THE ARABIC VOICE studios aim to introduce about 5-6 stories through this serial, probably the first of its kind to be produced in standard Arabic, and offer it for free via Ketaabi’s Youtube.
Agatha Christie, or Dame Agatha Mary Clarissa Christie, Lady Mallowan, DBE (née Miller; 15 September 1890 – 12 January 1976) was an English writer known for her 66 detective novels and 14 short story collections, particularly those revolving around fictional detectives Hercule Poirot and Miss Marple. She also wrote the world’s longest-running play The Mousetrap and six romances under the pseudonym Mary Westmacott. In 1971, she was appointed a Dame Commander of the Order of the British Empire (DBE) for her contribution to literature.
Christie was born into a wealthy upper-middle-class family in Torquay, Devon. She served in a Devon hospital during the First World War, tending to troops coming back from the trenches. She was initially an unsuccessful writer with six consecutive rejections, but this changed when The Mysterious Affair at Styles was published in 1920 featuring Hercule Poirot. During the Second World War, she worked as a pharmacy assistant at University College Hospital, London, acquiring a good knowledge of poisons which feature in many of her novels.
Guinness World Records lists Christie as the best-selling novelist of all time. Her novels have sold roughly 2 billion copies, and her estate claims that her works come third in the rankings of the world’s most-widely published books, behind only Shakespeare’s works and the Bible. According to Index Translationum, she remains the most-translated individual author, having been translated into at least 103 languages. And Then There Were None is Christie’s best-selling novel, with 100 million sales to date, making it the world’s best-selling mystery ever and one of the best-selling books of all time. Christie’s stage play The Mousetrap holds the world record for longest initial run. It opened at the Ambassadors Theatre in the West End on 25 November 1952, and as of April 2019 was still running after more than 27,000 performances.

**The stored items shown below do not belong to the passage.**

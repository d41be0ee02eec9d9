pub mod product;
pub mod pricing;

pub use product::Product;
pub use pricing::{sort_tariffs, NewPrice, Price, TimeUnit};

#[derive(Debug, thiserror::Error)]
pub enum CatalogError {
    #[error("Invalid price: {0}")]
    InvalidPrice(String),

    #[error("Unknown time unit: {0}")]
    UnknownTimeUnit(String),
}
use async_trait::async_trait;
use rental_catalog::Product;
use rental_core::repository::ProductRepository;
use rental_core::CoreResult;
use sqlx::PgPool;
use uuid::Uuid;

use crate::database::db_err;

pub struct PgProductRepository {
    pool: PgPool,
}

impl PgProductRepository {
    pub fn new(pool: PgPool) -> Self {
        Self { pool }
    }
}

#[derive(sqlx::FromRow)]
struct ProductRow {
    id: Uuid,
    name: String,
    category: Option<String>,
}

impl From<ProductRow> for Product {
    fn from(row: ProductRow) -> Self {
        Product { id: row.id, name: row.name, category: row.category }
    }
}

const PRODUCT_SELECT: &str = r#"
    SELECT p.id, p.name, c.name AS category
    FROM products p
    LEFT JOIN categories c ON c.id = p.category_id
"#;

#[async_trait]
impl ProductRepository for PgProductRepository {
    async fn list_products(&self) -> CoreResult<Vec<Product>> {
        let rows: Vec<ProductRow> = sqlx::query_as(&format!("{} ORDER BY p.name", PRODUCT_SELECT))
            .fetch_all(&self.pool)
            .await
            .map_err(db_err)?;

        Ok(rows.into_iter().map(Into::into).collect())
    }

    async fn get_product(&self, id: Uuid) -> CoreResult<Option<Product>> {
        let row: Option<ProductRow> = sqlx::query_as(&format!("{} WHERE p.id = $1", PRODUCT_SELECT))
            .bind(id)
            .fetch_optional(&self.pool)
            .await
            .map_err(db_err)?;

        Ok(row.map(Into::into))
    }
}
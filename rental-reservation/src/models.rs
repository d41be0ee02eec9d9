use chrono::{DateTime, Utc};
use serde::{Deserialize, Serialize};
use std::fmt;
use std::str::FromStr;
use uuid::Uuid;

use crate::ReservationError;

/// Reservation status in the lifecycle
#[derive(Debug, Clone, Copy, Serialize, Deserialize, PartialEq, Eq, Hash, Default)]
#[serde(rename_all = "lowercase")]
pub enum ReservationStatus {
    #[default]
    New,
    Accepted,
    Canceled,
    Declined,
    Done,
}

impl ReservationStatus {
    pub const ALL: [ReservationStatus; 5] = [
        ReservationStatus::New,
        ReservationStatus::Accepted,
        ReservationStatus::Canceled,
        ReservationStatus::Declined,
        ReservationStatus::Done,
    ];

    pub fn as_str(&self) -> &'static str {
        match self {
            ReservationStatus::New => "new",
            ReservationStatus::Accepted => "accepted",
            ReservationStatus::Canceled => "canceled",
            ReservationStatus::Declined => "declined",
            ReservationStatus::Done => "done",
        }
    }

    /// Whether a reservation in this status has stock taken from its offer.
    pub fn holds_inventory(&self) -> bool {
        matches!(self, ReservationStatus::Accepted)
    }
}

impl fmt::Display for ReservationStatus {
    fn fmt(&self, f: &mut fmt::Formatter<'_>) -> fmt::Result {
        f.write_str(self.as_str())
    }
}

impl FromStr for ReservationStatus {
    type Err = ReservationError;

    fn from_str(s: &str) -> Result<Self, Self::Err> {
        ReservationStatus::ALL
            .into_iter()
            .find(|status| status.as_str() == s)
            .ok_or_else(|| ReservationError::UnknownStatus(s.to_string()))
    }
}

/// A user's request to hold some quantity of an offer.
#[derive(Debug, Clone, Serialize, Deserialize, PartialEq)]
pub struct Reservation {
    pub id: Uuid,
    pub offer_id: Uuid,
    pub user_id: Uuid,
    pub count: i32,
    pub datetime_from: Option<DateTime<Utc>>,
    pub datetime_to: Option<DateTime<Utc>>,
    pub status: ReservationStatus,
    pub created_at: DateTime<Utc>,
}

fn default_count() -> i32 {
    1
}

#[derive(Debug, Clone, Deserialize)]
pub struct NewReservation {
    #[serde(default = "default_count")]
    pub count: i32,
    pub datetime_from: Option<DateTime<Utc>>,
    pub datetime_to: Option<DateTime<Utc>>,
}

impl NewReservation {
    pub fn validate(&self) -> Result<(), ReservationError> {
        validate_count(self.count)?;

        if let (Some(from), Some(to)) = (self.datetime_from, self.datetime_to) {
            if from > to {
                return Err(ReservationError::Validation(
                    "datetime_from must not be after datetime_to".into(),
                ));
            }
        }
        Ok(())
    }

    /// Builds a `new` reservation. Offer stock is not touched here: an
    /// unconfirmed request does not hold inventory.
    pub fn into_reservation(self, offer_id: Uuid, user_id: Uuid) -> Reservation {
        Reservation {
            id: Uuid::new_v4(),
            offer_id,
            user_id,
            count: self.count,
            datetime_from: self.datetime_from,
            datetime_to: self.datetime_to,
            status: ReservationStatus::New,
            created_at: Utc::now(),
        }
    }
}

/// Status transition requested by a rental point operator.
#[derive(Debug, Clone, Copy, Deserialize, PartialEq, Eq)]
pub struct StatusUpdate {
    pub status: ReservationStatus,
    /// Overrides the reserved quantity; the stored count is kept when absent.
    pub count: Option<i32>,
}

impl StatusUpdate {
    pub fn new(status: ReservationStatus) -> Self {
        Self { status, count: None }
    }

    pub fn with_count(status: ReservationStatus, count: i32) -> Self {
        Self { status, count: Some(count) }
    }
}

pub(crate) fn validate_count(count: i32) -> Result<(), ReservationError> {
    if count <= 0 {
        return Err(ReservationError::Validation("count must be positive".into()));
    }
    Ok(())
}

#[cfg(test)]
mod tests {
    use super::*;
    use chrono::Duration;

    #[test]
    fn test_status_serializes_lowercase() {
        assert_eq!(serde_json::to_value(ReservationStatus::Accepted).unwrap(), "accepted");
        let parsed: ReservationStatus = serde_json::from_str("\"declined\"").unwrap();
        assert_eq!(parsed, ReservationStatus::Declined);
        assert!(serde_json::from_str::<ReservationStatus>("\"pending\"").is_err());
    }

    #[test]
    fn test_status_from_str() {
        for status in ReservationStatus::ALL {
            assert_eq!(status.to_string().parse::<ReservationStatus>().unwrap(), status);
        }
        assert_eq!(
            "ACCEPTED".parse::<ReservationStatus>(),
            Err(ReservationError::UnknownStatus("ACCEPTED".into()))
        );
    }

    #[test]
    fn test_new_reservation_defaults_to_one_item() {
        let req: NewReservation = serde_json::from_str("{}").unwrap();
        assert_eq!(req.count, 1);
        assert!(req.validate().is_ok());

        let reservation = req.into_reservation(Uuid::new_v4(), Uuid::new_v4());
        assert_eq!(reservation.status, ReservationStatus::New);
    }

    #[test]
    fn test_non_positive_count_rejected() {
        for count in [0, -2] {
            let req = NewReservation { count, datetime_from: None, datetime_to: None };
            assert!(matches!(req.validate(), Err(ReservationError::Validation(_))));
        }
    }

    #[test]
    fn test_inverted_window_rejected() {
        let now = Utc::now();
        let req = NewReservation {
            count: 1,
            datetime_from: Some(now),
            datetime_to: Some(now - Duration::hours(2)),
        };
        assert!(req.validate().is_err());

        let req = NewReservation { count: 1, datetime_from: Some(now), datetime_to: None };
        assert!(req.validate().is_ok());
    }
}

In 1955, Christie was the first recipient of the Mystery Writers of America‘s Grand Master Award. Later the year, Witness for the Prosecution received an Edgar Award from the MWA for best play. In 2013, The Murder of Roger Ackroyd was voted the best crime novel ever by 600 writers of the Crime Writers’ Association. On 15 September 2015, coinciding with her 125th birthday, And Then There Were None was named the “World’s Favourite Christie” in a vote sponsored by the author’s estate. Most of her books and short stories have been adapted for television, radio, video games, and comics, and more than 30 feature films have been based on her work.